__Exercise instructions__: Pull every line that includes the word "Tools" out of the data below and copy it.

__Dataset excerpts__:
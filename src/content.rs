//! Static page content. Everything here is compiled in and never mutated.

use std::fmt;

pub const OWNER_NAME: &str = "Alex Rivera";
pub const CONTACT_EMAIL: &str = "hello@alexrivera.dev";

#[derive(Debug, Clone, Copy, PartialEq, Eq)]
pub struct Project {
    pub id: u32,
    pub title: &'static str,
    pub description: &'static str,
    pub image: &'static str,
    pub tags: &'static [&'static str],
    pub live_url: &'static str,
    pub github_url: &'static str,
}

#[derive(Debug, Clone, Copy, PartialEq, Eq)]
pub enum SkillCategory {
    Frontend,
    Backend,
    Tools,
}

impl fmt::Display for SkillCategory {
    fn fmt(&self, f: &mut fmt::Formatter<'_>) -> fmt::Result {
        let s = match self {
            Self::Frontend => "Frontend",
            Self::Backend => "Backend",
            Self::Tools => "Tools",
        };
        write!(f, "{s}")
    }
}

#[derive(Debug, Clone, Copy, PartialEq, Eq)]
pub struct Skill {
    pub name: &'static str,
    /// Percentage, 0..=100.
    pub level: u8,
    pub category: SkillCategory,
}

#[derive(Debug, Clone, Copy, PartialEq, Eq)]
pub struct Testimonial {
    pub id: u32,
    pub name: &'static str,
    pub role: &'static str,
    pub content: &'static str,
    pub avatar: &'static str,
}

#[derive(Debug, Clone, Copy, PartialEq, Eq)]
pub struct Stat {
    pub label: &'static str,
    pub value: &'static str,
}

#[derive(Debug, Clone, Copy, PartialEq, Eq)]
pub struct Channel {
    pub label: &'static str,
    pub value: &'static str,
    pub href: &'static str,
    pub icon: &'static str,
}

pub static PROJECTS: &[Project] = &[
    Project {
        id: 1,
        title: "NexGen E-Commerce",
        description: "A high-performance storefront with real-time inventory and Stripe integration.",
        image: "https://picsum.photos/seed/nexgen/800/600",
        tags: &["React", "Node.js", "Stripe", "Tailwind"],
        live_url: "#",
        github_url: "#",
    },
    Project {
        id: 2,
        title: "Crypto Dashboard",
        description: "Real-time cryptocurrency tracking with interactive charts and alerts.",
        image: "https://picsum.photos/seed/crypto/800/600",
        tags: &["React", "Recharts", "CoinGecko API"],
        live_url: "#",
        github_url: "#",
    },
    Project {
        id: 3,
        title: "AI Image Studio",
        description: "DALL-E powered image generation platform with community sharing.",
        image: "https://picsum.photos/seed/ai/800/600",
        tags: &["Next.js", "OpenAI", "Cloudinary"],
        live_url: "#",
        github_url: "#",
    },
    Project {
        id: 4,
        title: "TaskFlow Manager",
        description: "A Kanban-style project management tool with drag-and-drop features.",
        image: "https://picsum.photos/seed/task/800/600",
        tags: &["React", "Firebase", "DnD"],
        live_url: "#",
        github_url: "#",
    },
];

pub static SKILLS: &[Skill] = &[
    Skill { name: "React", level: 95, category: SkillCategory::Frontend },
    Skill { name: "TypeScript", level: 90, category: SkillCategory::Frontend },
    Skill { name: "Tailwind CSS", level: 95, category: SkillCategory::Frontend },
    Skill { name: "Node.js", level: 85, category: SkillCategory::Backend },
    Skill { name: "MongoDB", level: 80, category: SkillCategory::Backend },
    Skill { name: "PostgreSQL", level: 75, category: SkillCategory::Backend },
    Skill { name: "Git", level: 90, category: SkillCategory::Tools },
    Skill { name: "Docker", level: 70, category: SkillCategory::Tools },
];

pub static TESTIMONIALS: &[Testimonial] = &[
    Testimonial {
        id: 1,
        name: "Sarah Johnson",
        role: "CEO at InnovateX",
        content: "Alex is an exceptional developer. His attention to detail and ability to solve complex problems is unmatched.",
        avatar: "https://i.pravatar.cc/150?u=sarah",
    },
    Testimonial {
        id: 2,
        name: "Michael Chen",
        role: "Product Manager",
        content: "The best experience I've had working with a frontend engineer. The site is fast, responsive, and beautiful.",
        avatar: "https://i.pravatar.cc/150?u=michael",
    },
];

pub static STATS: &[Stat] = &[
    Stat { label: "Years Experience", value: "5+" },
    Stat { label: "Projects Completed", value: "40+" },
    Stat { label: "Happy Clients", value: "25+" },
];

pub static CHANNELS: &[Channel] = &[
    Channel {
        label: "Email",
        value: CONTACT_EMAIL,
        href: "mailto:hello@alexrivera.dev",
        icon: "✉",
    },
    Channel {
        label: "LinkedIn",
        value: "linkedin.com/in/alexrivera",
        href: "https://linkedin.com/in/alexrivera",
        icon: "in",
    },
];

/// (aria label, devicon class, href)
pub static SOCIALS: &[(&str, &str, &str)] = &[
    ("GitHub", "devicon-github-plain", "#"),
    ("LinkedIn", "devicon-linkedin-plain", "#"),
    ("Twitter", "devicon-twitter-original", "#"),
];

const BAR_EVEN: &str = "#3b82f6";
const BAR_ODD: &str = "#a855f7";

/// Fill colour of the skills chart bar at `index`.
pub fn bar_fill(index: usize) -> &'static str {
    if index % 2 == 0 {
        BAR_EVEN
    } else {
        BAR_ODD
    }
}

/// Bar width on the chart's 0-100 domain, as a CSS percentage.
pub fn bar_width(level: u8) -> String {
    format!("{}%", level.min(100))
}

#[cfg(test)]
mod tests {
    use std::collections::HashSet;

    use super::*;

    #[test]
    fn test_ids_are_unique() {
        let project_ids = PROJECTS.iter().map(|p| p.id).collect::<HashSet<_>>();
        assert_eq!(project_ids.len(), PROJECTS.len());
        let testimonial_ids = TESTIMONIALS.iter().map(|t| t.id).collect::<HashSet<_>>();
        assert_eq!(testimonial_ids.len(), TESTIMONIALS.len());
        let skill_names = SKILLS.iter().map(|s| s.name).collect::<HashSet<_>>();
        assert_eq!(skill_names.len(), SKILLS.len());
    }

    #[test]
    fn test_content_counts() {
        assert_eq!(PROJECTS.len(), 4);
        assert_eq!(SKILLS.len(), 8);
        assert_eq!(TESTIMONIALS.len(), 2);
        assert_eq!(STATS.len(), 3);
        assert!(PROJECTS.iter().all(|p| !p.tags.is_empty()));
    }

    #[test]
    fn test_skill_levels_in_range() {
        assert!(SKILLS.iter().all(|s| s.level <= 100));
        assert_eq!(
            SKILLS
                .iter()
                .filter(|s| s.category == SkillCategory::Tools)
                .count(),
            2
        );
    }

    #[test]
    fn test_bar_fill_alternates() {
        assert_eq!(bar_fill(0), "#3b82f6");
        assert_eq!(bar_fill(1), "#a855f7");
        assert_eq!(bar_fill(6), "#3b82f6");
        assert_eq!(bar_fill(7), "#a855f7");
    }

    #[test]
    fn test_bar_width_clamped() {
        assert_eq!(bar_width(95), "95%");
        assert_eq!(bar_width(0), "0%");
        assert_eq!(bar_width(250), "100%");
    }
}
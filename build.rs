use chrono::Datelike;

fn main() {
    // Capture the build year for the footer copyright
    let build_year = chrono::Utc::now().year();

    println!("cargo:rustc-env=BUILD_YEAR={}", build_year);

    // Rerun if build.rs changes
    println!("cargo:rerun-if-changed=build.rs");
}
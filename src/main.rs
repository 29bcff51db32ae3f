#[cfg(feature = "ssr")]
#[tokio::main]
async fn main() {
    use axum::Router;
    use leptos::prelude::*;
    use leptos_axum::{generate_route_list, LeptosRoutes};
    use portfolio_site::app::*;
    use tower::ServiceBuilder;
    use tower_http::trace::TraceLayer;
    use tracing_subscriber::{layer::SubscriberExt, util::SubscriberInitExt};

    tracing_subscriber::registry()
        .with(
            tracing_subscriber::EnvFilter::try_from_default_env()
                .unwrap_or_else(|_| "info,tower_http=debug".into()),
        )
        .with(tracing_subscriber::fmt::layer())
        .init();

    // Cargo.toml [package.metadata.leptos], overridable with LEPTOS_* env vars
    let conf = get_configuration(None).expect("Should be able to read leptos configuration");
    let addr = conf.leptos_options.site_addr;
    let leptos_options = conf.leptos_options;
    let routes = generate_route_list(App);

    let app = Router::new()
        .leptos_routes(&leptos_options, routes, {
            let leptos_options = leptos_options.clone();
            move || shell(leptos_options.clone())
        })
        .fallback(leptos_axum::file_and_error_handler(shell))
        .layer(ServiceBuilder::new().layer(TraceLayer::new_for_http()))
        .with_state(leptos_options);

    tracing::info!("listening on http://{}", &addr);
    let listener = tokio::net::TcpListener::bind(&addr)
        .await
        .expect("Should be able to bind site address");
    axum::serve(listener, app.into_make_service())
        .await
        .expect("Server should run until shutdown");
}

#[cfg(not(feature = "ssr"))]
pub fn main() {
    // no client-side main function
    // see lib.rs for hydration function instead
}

__Answer below__:
    Tools,
            Self::Tools => "Tools",
    Skill { name: "Git", level: 90, category: SkillCategory::Tools },
    Skill { name: "Docker", level: 70, category: SkillCategory::Tools },
                .filter(|s| s.category == SkillCategory::Tools)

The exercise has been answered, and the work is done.